- **THE PROBLEM**
Return the lines exactly as they stand, from the first of the material through the line containing "detail sub-view is".
(SUPPLIED DATA Opens)
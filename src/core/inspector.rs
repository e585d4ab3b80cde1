//! # Inspector Module / 检查器模块
//!
//! Binds a read-only record collection to the interactive state of the dashboard:
//! the active filter criteria, the selected record, and which detail sub-view is
//! shown. State changes are pure: each action returns a new `InspectorState`.
//!
//! 将只读记录集合与仪表盘的交互状态绑定：当前过滤条件、选中的记录以及显示的详情子视图。
//! 状态变化是纯函数式的：每个操作都返回一个新的 `InspectorState`。

use anyhow::{Result, bail};
use std::collections::HashSet;
use std::fmt;

use crate::core::filter::FilterCriteria;
use crate::core::models::{Method, Payload, TestResult};
use crate::core::stats::Summary;

/// The two sub-views of the detail panel.
/// 详情面板的两个子视图。
#[derive(Debug, Clone, Copy, Default, PartialEq, Eq)]
pub enum DetailTab {
    #[default]
    Request,
    Response,
}

impl DetailTab {
    pub fn toggled(self) -> Self {
        match self {
            DetailTab::Request => DetailTab::Response,
            DetailTab::Response => DetailTab::Request,
        }
    }
}

/// Filter state plus selection state. Never mutated in place.
/// 过滤状态加选择状态。永远不会原地修改。
#[derive(Debug, Clone, Default, PartialEq, Eq)]
pub struct InspectorState {
    pub criteria: FilterCriteria,
    /// Id of the selected record / 选中记录的 id
    pub selected: Option<String>,
    pub detail_open: bool,
    pub tab: DetailTab,
}

impl InspectorState {
    pub fn new(criteria: FilterCriteria) -> Self {
        Self {
            criteria,
            ..Self::default()
        }
    }

    pub fn with_criteria(&self, criteria: FilterCriteria) -> Self {
        Self {
            criteria,
            ..self.clone()
        }
    }

    /// Marks the record as selected and opens its detail view on the request tab.
    /// 将记录标记为选中，并在请求标签页上打开其详情视图。
    pub fn select(&self, result: &TestResult) -> Self {
        Self {
            selected: Some(result.id.clone()),
            detail_open: true,
            tab: DetailTab::Request,
            ..self.clone()
        }
    }

    pub fn close_detail(&self) -> Self {
        Self {
            detail_open: false,
            ..self.clone()
        }
    }

    pub fn show_tab(&self, tab: DetailTab) -> Self {
        Self {
            tab,
            ..self.clone()
        }
    }

    pub fn toggle_tab(&self) -> Self {
        self.show_tab(self.tab.toggled())
    }
}

/// One entry of the method filter control.
/// 方法过滤控件中的一项。
#[derive(Debug, Clone, PartialEq, Eq)]
pub enum MethodOption {
    /// Accept every method / 接受所有方法
    All,
    Only(Method),
}

impl MethodOption {
    /// The method this option restricts to, `None` for `All`.
    pub fn as_filter(&self) -> Option<Method> {
        match self {
            MethodOption::All => None,
            MethodOption::Only(method) => Some(method.clone()),
        }
    }
}

impl fmt::Display for MethodOption {
    fn fmt(&self, f: &mut fmt::Formatter<'_>) -> fmt::Result {
        match self {
            MethodOption::All => f.write_str("ALL"),
            MethodOption::Only(method) => write!(f, "{}", method),
        }
    }
}

/// What the detail panel currently renders.
/// 详情面板当前渲染的内容。
#[derive(Debug, Clone, Copy, PartialEq)]
pub enum DetailView<'a> {
    Request(&'a Payload),
    Response(&'a Payload),
    /// The response tab of a record that has no response (pending).
    /// 没有响应（pending）的记录的响应标签页。
    NoResponseData,
}

/// A record collection together with the current interactive state.
/// 记录集合及当前交互状态。
#[derive(Debug, Clone)]
pub struct Inspector {
    results: Vec<TestResult>,
    state: InspectorState,
}

impl Inspector {
    pub fn new(results: Vec<TestResult>) -> Self {
        Self::with_state(results, InspectorState::default())
    }

    pub fn with_state(results: Vec<TestResult>, state: InspectorState) -> Self {
        Self { results, state }
    }

    pub fn results(&self) -> &[TestResult] {
        &self.results
    }

    pub fn state(&self) -> &InspectorState {
        &self.state
    }

    /// Replaces the state with the outcome of a transition.
    /// 用状态变换的结果替换当前状态。
    pub fn apply(&mut self, transition: impl FnOnce(&InspectorState) -> InspectorState) {
        self.state = transition(&self.state);
    }

    /// Records passing the current criteria, in source order.
    /// 满足当前条件的记录，按源顺序排列。
    pub fn visible(&self) -> Vec<&TestResult> {
        self.state.criteria.apply(&self.results)
    }

    /// Statistics over the full collection, independent of the criteria.
    /// 基于完整集合的统计，与过滤条件无关。
    pub fn summary(&self) -> Summary {
        Summary::from_results(&self.results)
    }

    /// `All` followed by every distinct method in first-occurrence order.
    /// `All` 后跟按首次出现顺序排列的所有不同方法。
    pub fn method_options(&self) -> Vec<MethodOption> {
        let mut seen = HashSet::new();
        std::iter::once(MethodOption::All)
            .chain(
                self.results
                    .iter()
                    .filter(|r| seen.insert(r.method.clone()))
                    .map(|r| MethodOption::Only(r.method.clone())),
            )
            .collect()
    }

    pub fn find(&self, id: &str) -> Option<&TestResult> {
        self.results.iter().find(|r| r.id == id)
    }

    pub fn select_by_id(&mut self, id: &str) -> Result<()> {
        let Some(result) = self.find(id) else {
            bail!("no test result with id '{}'", id);
        };
        self.state = self.state.select(result);
        Ok(())
    }

    pub fn selected_record(&self) -> Option<&TestResult> {
        self.state.selected.as_deref().and_then(|id| self.find(id))
    }

    /// The current detail sub-view, or `None` while the panel is closed.
    /// 当前的详情子视图；面板关闭时为 `None`。
    pub fn detail(&self) -> Option<DetailView<'_>> {
        if !self.state.detail_open {
            return None;
        }
        self.selected_record()
            .map(|record| detail_view(record, self.state.tab))
    }
}

/// Picks the payload shown for a record on the given tab.
pub fn detail_view(record: &TestResult, tab: DetailTab) -> DetailView<'_> {
    match tab {
        DetailTab::Request => DetailView::Request(&record.request_payload),
        DetailTab::Response => match (&record.response_payload, record.is_pending()) {
            (Some(payload), false) => DetailView::Response(payload),
            _ => DetailView::NoResponseData,
        },
    }
}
(SUPPLIED DATA Closes)
- **SOLUTION FOR THIS TASK**
filename src/core/inspector.rs
repository e585d4ab3b80cde1
//! # Inspector Module / 检查器模块
//!
//! Binds a read-only record collection to the interactive state of the dashboard:
//! the active filter criteria, the selected record, and which detail sub-view is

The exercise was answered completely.